In discussing exorcism as a means of creating death and its comparison to a Coroner issuing a certificate in which that which was living is no longer alive. “… the dead can often be more powerful than the living …” (Derrida, 1994) Page 60.
There are many references within the text with some connection to the appearance of ghost images amongst the abstract work of the photographic project.
Out of original photographs of healing sites, there appeared from time to time an occasional ghost image. In the previous module, there was a flood of such images. This leads to the question being asked about the appearance of ghosts. There is a strong emotional effect in finding spectres and while they can be seen by the author, they were also clearly spotted by visitors to an exhibition of the work.
Derrida is a renowned philosopher who in writing about the spectre of Marx, yes in a context of the fall of communism, covers throughout the text the theme of apparitions.
In a discussion of the phenomenological and of the simulacrum there appears the following observation:
“For there is no ghost, there is never any becoming-specter of the spirit without at least an appearance of flesh, in a space of invisible visibility, like the dis-appearing of an apparition. For there to be (a) ghost, there must be a return to the body, but to a body that is more abstract than ever” P 157.
The photographic project takes that which may be invisible and makes it visible and does so from flesh and in making an abstract form. As Derrida contemplates the Specters of Marx, then so the project contemplates the spectres of ancestors. The theme thus far has been versed not as those lost but of those who suffered their loss. The mother who lost her son or soldier who lost a brother.
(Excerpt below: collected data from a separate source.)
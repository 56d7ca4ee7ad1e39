//! Observers for entity state transitions.
//!
//! Every state transition and every field that starts or stops diverging from
//! its settled value is reported to the [`TransitionObserver`] of the tracker
//! owning the entity. The default observer forwards events to `tracing`;
//! [`TransitionFeed`] keeps them for inspection.
//!
//! # Usage
//!
//! ```rust,ignore
//! use entitrack_core::{TrackerManager, TransitionFeed};
//! use std::sync::Arc;
//!
//! let feed = Arc::new(TransitionFeed::new());
//! let manager = TrackerManager::new().with_observer(feed.clone());
//!
//! // ... load and mutate entities ...
//!
//! for event in feed.history() {
//!     println!("{event}");
//! }
//! ```

use crate::entity::{EntityKey, EntityState};
use parking_lot::RwLock;
use std::fmt;
use std::sync::mpsc::{self, Receiver, Sender};
use tracing::{debug, trace};

/// What happened to an entity.
#[derive(Debug, Clone, PartialEq, Eq)]
pub enum TransitionKind {
    /// The entity moved between lifecycle states.
    State {
        /// State before the transition.
        from: EntityState,
        /// State after the transition.
        to: EntityState,
    },
    /// A field diverged from its settled value and its original was recorded.
    FieldChanged {
        /// Field name.
        field: String,
    },
    /// A field was written back to its recorded original.
    FieldReverted {
        /// Field name.
        field: String,
    },
}

/// A single transition of one entity.
#[derive(Debug, Clone, PartialEq, Eq)]
pub struct TransitionEvent {
    /// Identity of the entity.
    pub key: EntityKey,
    /// The transition.
    pub kind: TransitionKind,
}

impl TransitionEvent {
    /// Creates a state transition event.
    pub fn state(key: EntityKey, from: EntityState, to: EntityState) -> Self {
        Self {
            key,
            kind: TransitionKind::State { from, to },
        }
    }

    /// Returns the target state if this is a state transition.
    #[must_use]
    pub fn target_state(&self) -> Option<EntityState> {
        match self.kind {
            TransitionKind::State { to, .. } => Some(to),
            _ => None,
        }
    }
}

impl fmt::Display for TransitionEvent {
    fn fmt(&self, f: &mut fmt::Formatter<'_>) -> fmt::Result {
        match &self.kind {
            TransitionKind::State { from, to } => {
                write!(f, "entity {}: {from} -> {to}", self.key)
            }
            TransitionKind::FieldChanged { field } => {
                write!(f, "entity {}: field `{field}` changed", self.key)
            }
            TransitionKind::FieldReverted { field } => {
                write!(f, "entity {}: field `{field}` back to original", self.key)
            }
        }
    }
}

/// Receives entity transitions.
///
/// Observers are called synchronously on the task performing the write, after
/// the entity's own lock has been released. They must not block.
pub trait TransitionObserver: Send + Sync {
    /// Called once per transition.
    fn on_transition(&self, event: &TransitionEvent);
}

/// Forwards transitions to `tracing`.
///
/// State changes are emitted at `DEBUG`, field-level events at `TRACE`.
#[derive(Debug, Default, Clone, Copy)]
pub struct TracingObserver;

impl TransitionObserver for TracingObserver {
    fn on_transition(&self, event: &TransitionEvent) {
        match &event.kind {
            TransitionKind::State { from, to } => {
                debug!(entity = %event.key, %from, %to, "entity state changed");
            }
            TransitionKind::FieldChanged { field } => {
                trace!(entity = %event.key, field = %field, "entity field changed");
            }
            TransitionKind::FieldReverted { field } => {
                trace!(entity = %event.key, field = %field, "entity field back to original");
            }
        }
    }
}

/// Discards every transition.
#[derive(Debug, Default, Clone, Copy)]
pub struct NoopObserver;

impl TransitionObserver for NoopObserver {
    fn on_transition(&self, _event: &TransitionEvent) {}
}

/// An observer that distributes transitions to subscribers and keeps a
/// bounded history.
///
/// The feed:
/// - Preserves emission order
/// - Supports multiple subscribers
/// - Drops subscribers whose receiver was dropped
pub struct TransitionFeed {
    /// Subscribers (senders).
    subscribers: RwLock<Vec<Sender<TransitionEvent>>>,
    /// Recent events, oldest first.
    history: RwLock<Vec<TransitionEvent>>,
    /// Maximum history size.
    max_history: usize,
}

impl TransitionFeed {
    /// Creates a new feed.
    pub fn new() -> Self {
        Self::with_max_history(10_000)
    }

    /// Creates a feed with a specific history limit.
    pub fn with_max_history(max_history: usize) -> Self {
        Self {
            subscribers: RwLock::new(Vec::new()),
            history: RwLock::new(Vec::new()),
            max_history,
        }
    }

    /// Subscribes to the feed.
    ///
    /// Returns a receiver that will receive all future events.
    pub fn subscribe(&self) -> Receiver<TransitionEvent> {
        let (tx, rx) = mpsc::channel();
        self.subscribers.write().push(tx);
        rx
    }

    /// Returns a copy of the retained history.
    pub fn history(&self) -> Vec<TransitionEvent> {
        self.history.read().clone()
    }

    /// Returns the retained events for one entity.
    pub fn events_for(&self, key: &EntityKey) -> Vec<TransitionEvent> {
        self.history
            .read()
            .iter()
            .filter(|e| &e.key == key)
            .cloned()
            .collect()
    }

    /// Returns the sequence of states one entity moved into.
    pub fn states_of(&self, key: &EntityKey) -> Vec<EntityState> {
        self.history
            .read()
            .iter()
            .filter(|e| &e.key == key)
            .filter_map(TransitionEvent::target_state)
            .collect()
    }

    /// Returns the number of events in history.
    pub fn history_len(&self) -> usize {
        self.history.read().len()
    }

    /// Returns the number of active subscribers.
    pub fn subscriber_count(&self) -> usize {
        self.subscribers.read().len()
    }

    /// Clears the history.
    pub fn clear(&self) {
        self.history.write().clear();
    }
}

impl Default for TransitionFeed {
    fn default() -> Self {
        Self::new()
    }
}

impl TransitionObserver for TransitionFeed {
    fn on_transition(&self, event: &TransitionEvent) {
        {
            let mut history = self.history.write();
            history.push(event.clone());
            if history.len() > self.max_history {
                let to_remove = history.len() - self.max_history;
                history.drain(0..to_remove);
            }
        }

        let mut subscribers = self.subscribers.write();
        subscribers.retain(|tx| tx.send(event.clone()).is_ok());
    }
}

#[cfg(test)]
mod tests {
    use super::*;
    use std::sync::Arc;
    use std::time::Duration;

    fn modified(key: &str) -> TransitionEvent {
        TransitionEvent::state(
            EntityKey::from(key),
            EntityState::Unchanged,
            EntityState::Modified,
        )
    }

    #[test]
    fn emit_and_receive() {
        let feed = TransitionFeed::new();
        let rx = feed.subscribe();

        let event = modified("1");
        feed.on_transition(&event);

        let received = rx.recv_timeout(Duration::from_millis(100)).unwrap();
        assert_eq!(received, event);
    }

    #[test]
    fn dropped_subscriber_is_removed() {
        let feed = TransitionFeed::new();
        let rx = feed.subscribe();
        assert_eq!(feed.subscriber_count(), 1);

        drop(rx);
        feed.on_transition(&modified("1"));
        assert_eq!(feed.subscriber_count(), 0);
    }

    #[test]
    fn history_is_bounded() {
        let feed = TransitionFeed::with_max_history(2);
        for key in ["1", "2", "3"] {
            feed.on_transition(&modified(key));
        }

        let history = feed.history();
        assert_eq!(history.len(), 2);
        assert_eq!(history[0].key, EntityKey::from("2"));
    }

    #[test]
    fn states_of_filters_by_key() {
        let feed = TransitionFeed::new();
        feed.on_transition(&modified("1"));
        feed.on_transition(&TransitionEvent {
            key: EntityKey::from("1"),
            kind: TransitionKind::FieldChanged {
                field: "Title".into(),
            },
        });
        feed.on_transition(&modified("2"));

        assert_eq!(
            feed.states_of(&EntityKey::from("1")),
            vec![EntityState::Modified]
        );
        assert_eq!(feed.events_for(&EntityKey::from("1")).len(), 2);
    }

    #[test]
    fn clear_empties_history() {
        let feed = TransitionFeed::new();
        feed.on_transition(&modified("1"));
        feed.on_transition(&modified("2"));
        assert_eq!(feed.history_len(), 2);

        feed.clear();

        assert_eq!(feed.history_len(), 0);
        assert!(feed.states_of(&EntityKey::from("1")).is_empty());
    }

    #[test]
    fn noop_observer_accepts_events() {
        let observer: Arc<dyn TransitionObserver> = Arc::new(NoopObserver);
        observer.on_transition(&modified("1"));
    }

    #[test]
    fn display_mentions_states() {
        let text = modified("7").to_string();
        assert_eq!(text, "entity 7: unchanged -> modified");
    }
}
“Mourning always follows a trauma” (Derrida, 1994) Page 121 strikes a chord. On discovering the trauma of those previously not known there followed no doubt a form of mourning, even if displaced from the family it directly impacted onto to those who uncovered the events.
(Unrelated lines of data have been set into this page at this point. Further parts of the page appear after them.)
//! # EntiTrack Core
//!
//! Unit of work, identity map and field-level dirty tracking for
//! repository-style data access.
//!
//! This crate provides:
//! - [`Entity`] handles with a lifecycle state machine and a snapshot of
//!   original field values
//! - [`Tracker`] identity maps and [`ChangeTracker`]s that persist net
//!   changes through a [`Dao`]
//! - [`ReadOnlyRepository`] and [`Repository`] facades
//! - [`TrackerManager`] and the [`UnitOfWork`] contract tying trackers
//!   into one commit or rollback
//!
//! ## Entity Lifecycle
//!
//! ```text
//! Detached --attach--> Unchanged --set--> Modified --revert all--> Unchanged
//! Detached --insert--> Added --save--> Unchanged
//! Unchanged/Modified --delete--> Deleted --save--> evicted
//! ```
//!
//! ## Key Invariants
//!
//! - One live entity per identity per tracker
//! - A tracked entity is `Unchanged` iff it has no recorded originals
//! - Saves issue deletes, then inserts, then updates
//! - Entity state only changes after the DAO call succeeds
//!
//! ## Usage
//!
//! ```
//! use entitrack_core::{Entity, EntityKey, EntityState, Record, Tracker};
//!
//! #[derive(Clone)]
//! struct Tag { id: String, label: String }
//!
//! #[derive(Clone, Copy, PartialEq, Eq, Hash, Debug)]
//! enum TagField { Label }
//!
//! #[derive(Clone, PartialEq, Debug)]
//! enum TagChange { Label(String) }
//!
//! impl Record for Tag {
//!     type Field = TagField;
//!     type Change = TagChange;
//!
//!     fn key(&self) -> EntityKey { EntityKey::new(self.id.clone()) }
//!     fn field_of(_: &TagChange) -> TagField { TagField::Label }
//!     fn read(&self, _: TagField) -> TagChange { TagChange::Label(self.label.clone()) }
//!     fn write(&mut self, change: TagChange) {
//!         let TagChange::Label(label) = change;
//!         self.label = label;
//!     }
//! }
//!
//! let tracker = Tracker::new();
//! let tag = tracker.attach(Entity::new(Tag { id: "1".into(), label: "a".into() }));
//!
//! tag.set(TagChange::Label("b".into()));
//! assert_eq!(tag.state(), EntityState::Modified);
//!
//! tag.set(TagChange::Label("a".into()));
//! assert_eq!(tag.state(), EntityState::Unchanged);
//! ```

#![deny(unsafe_code)]
#![warn(missing_docs)]

mod config;
mod dao;
mod entity;
mod error;
mod observer;
mod repository;
mod tracker;
mod unit_of_work;

#[cfg(test)]
pub(crate) mod testing;

pub use config::{DeletePolicy, TrackerConfig, UnsupportedPolicy};
pub use dao::{Capabilities, Dao, ManySelector, Operation, ReadDao, SingleSelector};
pub use entity::{Entity, EntityKey, EntityState, Record};
pub use error::{DaoError, DaoResult, TrackError, TrackResult};
pub use observer::{
    NoopObserver, TracingObserver, TransitionEvent, TransitionFeed, TransitionKind,
    TransitionObserver,
};
pub use repository::{ChangeRepository, QueryRepository, ReadOnlyRepository, Repository};
pub use tracker::{ChangeTracker, ChangeTracking, SaveReport, Tracker, TrackerManager};
pub use unit_of_work::UnitOfWork;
As quoted (ibid) forms of trauma, the classification of which is attributed to Freud include psychological trauma (the power of the unconscious over the conscious ego), and biological trauma. In the photo project, psychological trauma could be linked to the unconscious element of creating abstract imagery including ghost images, while the biological may be responsible for creating identification and the effect on the body. If so, these are powerful creative processes.
On writing on “Time is out of joint”, as Derrida wrestles with an interpretation of “… one time in the past, how would it be valid for all times?” (ibid) Page 61 again one is reminded of the photo project having a theme from mitochondria being unchanged for thousands of years and so of 100 years of history being collapsed into a moment.
By pure coincidence the last portfolio exhibited was monochrome with the red of blood – the cover of this book is monochrome and red.
Ghost Dance. (McMullen, 1983)” Through the experiences of two women in Paris and London, Ghost Dance offers a stunning analysis of the complexity of our conceptions of ghosts memory and the past.” – IMDB. This arthouse film is available on YouTube and features Jacques Derrida as himself.